Wal-Mart had a special Christmas surprise for the tiny village of Glenwood, Illinois (pop. 9,045), which is located about 18 miles due south of Chicago.

On December 24th, the Mayor of Glenwood, Kerry Durkin, told the Northwest Indiana Times that he had met with Wal-Mart officials two weeks earlier. “They have approached me and told me they are moving,” Durkin said. Wal-Mart had made up its mind to shut down its Glenwood store before revealing its plans to the Mayor–but even worse– the retailer said it was planning to open a new superstore just minutes away in the neighboring village of Homewood (pop. 19,418) at the site of a dead Super Kmart—a store that was unable to survive Wal-Mart’s saturation of the trade area.

Glenwood today has 11 Wal-Mart stores within 15 miles, including 5 superstores. There is absolutely no market need for another Wal-Mart, and even less need for a dead Wal-Mart in Glenwood.

Mayor Durkin said that Wal-Mart did not give him an exact reason for the relocation. “I think they’re shuffling the deck on a lot of their properties right now,” the Mayor guessed. Durkin noted that Wal-Mart had met with the President of Homewood Village, Rich Hofeld. Wal-Mart apparently went to Homewood for a handout–asking the President for financial incentives to build their store.
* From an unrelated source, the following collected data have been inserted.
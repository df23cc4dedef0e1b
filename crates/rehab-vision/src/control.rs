//! Smoothed control point
//!
//! Games are driven by one point (usually the index fingertip). When the
//! detector is absent or loses the hand, the tracker coasts toward the frame
//! center with exponential smoothing instead of snapping, so the cursor never
//! jumps on a dropped detection.

use crate::landmarks::Point;

/// Weight kept from the previous point per coasting tick (80/20 toward center)
pub const SMOOTHING_PREVIOUS: f32 = 0.8;

/// Tracks the active control point across ticks
#[derive(Debug, Clone)]
pub struct ControlTracker {
    point: Point,
    /// Whether the current point comes from a live detection
    live: bool,
}

impl ControlTracker {
    /// Start at the frame center
    pub fn new(frame_width: u32, frame_height: u32) -> Self {
        Self {
            point: Point::new(frame_width as f32 / 2.0, frame_height as f32 / 2.0),
            live: false,
        }
    }

    /// Feed a fresh detection; the point snaps to it
    pub fn update(&mut self, detected: Point) {
        self.point = detected;
        self.live = true;
    }

    /// No detection this tick: ease toward the frame center
    pub fn coast(&mut self, frame_width: u32, frame_height: u32) {
        let cx = frame_width as f32 / 2.0;
        let cy = frame_height as f32 / 2.0;
        self.point = Point::new(
            self.point.x * SMOOTHING_PREVIOUS + cx * (1.0 - SMOOTHING_PREVIOUS),
            self.point.y * SMOOTHING_PREVIOUS + cy * (1.0 - SMOOTHING_PREVIOUS),
        );
        self.live = false;
    }

    /// The current control point
    pub fn point(&self) -> Point {
        self.point
    }

    /// True when the point comes from a live detection rather than coasting
    pub fn is_live(&self) -> bool {
        self.live
    }
}

#[cfg(test)]
mod tests {
    use super::*;

    #[test]
    fn coasting_converges_to_center_without_snapping() {
        let mut tracker = ControlTracker::new(640, 480);
        tracker.update(Point::new(0.0, 0.0));
        tracker.coast(640, 480);
        // One tick: 0 * 0.8 + 320 * 0.2 = 64
        assert!((tracker.point().x - 64.0).abs() < 1e-3);
        assert!(!tracker.is_live());
        for _ in 0..100 {
            tracker.coast(640, 480);
        }
        assert!((tracker.point().x - 320.0).abs() < 1.0);
        assert!((tracker.point().y - 240.0).abs() < 1.0);
    }

    #[test]
    fn detection_snaps_immediately() {
        let mut tracker = ControlTracker::new(640, 480);
        tracker.update(Point::new(100.0, 50.0));
        assert_eq!(tracker.point(), Point::new(100.0, 50.0));
        assert!(tracker.is_live());
    }
}
//! Assessment session runtime for NeuroWell games
//!
//! Wires the capture/perception layer and the game state machines into a
//! runnable session: one worker thread drives the pipeline, a single-slot
//! relay carries composed frames to the display loop, and a bounded event
//! channel reports progress. Scores go to a pluggable sink exactly once per
//! session, whether it completes or is aborted.
//!
//! A host embeds this as:
//!
//! ```no_run
//! use std::sync::Arc;
//! use rehab_session::{config::SessionConfig, scoring::NullSink, session};
//! use rehab_vision::{acquire, AcquisitionHints, SyntheticProvider, CameraBackend};
//! use rehab_games::GameType;
//!
//! let config = SessionConfig::new(GameType::Snake, "patient-7");
//! let hints = AcquisitionHints {
//!     backends: vec![CameraBackend::Synthetic],
//!     ..Default::default()
//! };
//! let camera = acquire(&SyntheticProvider, &hints)?;
//! let mut handle = session::start(config, camera, None, Arc::new(NullSink))?;
//! // ... run a display loop on handle.relay(), then:
//! handle.stop();
//! # Ok::<(), Box<dyn std::error::Error>>(())
//! ```

pub mod compositor;
pub mod config;
pub mod consumer;
pub mod events;
pub mod font;
pub mod relay;
pub mod scoring;
pub mod session;

pub use compositor::{Compositor, Hud};
pub use config::SessionConfig;
pub use consumer::DisplayLoop;
pub use events::SessionEvent;
pub use relay::FrameRelay;
pub use scoring::{MemorySink, NullSink, ScoreRecord, ScoreSink};
pub use session::{SessionError, SessionHandle, SessionStatus};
To his credit, Hofeld reportedly offered Wal-Mart nothing “that would snatch the store from Glenwood,” according to the Times. Wal-Mart made it clear to Homewood officials that with or without a tax break, Wal-Mart was shutting down the Glenwood store.

According to Mayor Durkin, Glenwood village takes in $1 million in property taxes from the Wal-Mart store. Durkin began an effort to negotiate to keep the Glenwood store, emailing Wal-Mart to ask them to reconsider their plans, and throwing out undisclosed tax incentives for Wal-Mart to stay. Durkin told the Times, “We’re going to fight to try to keep them.”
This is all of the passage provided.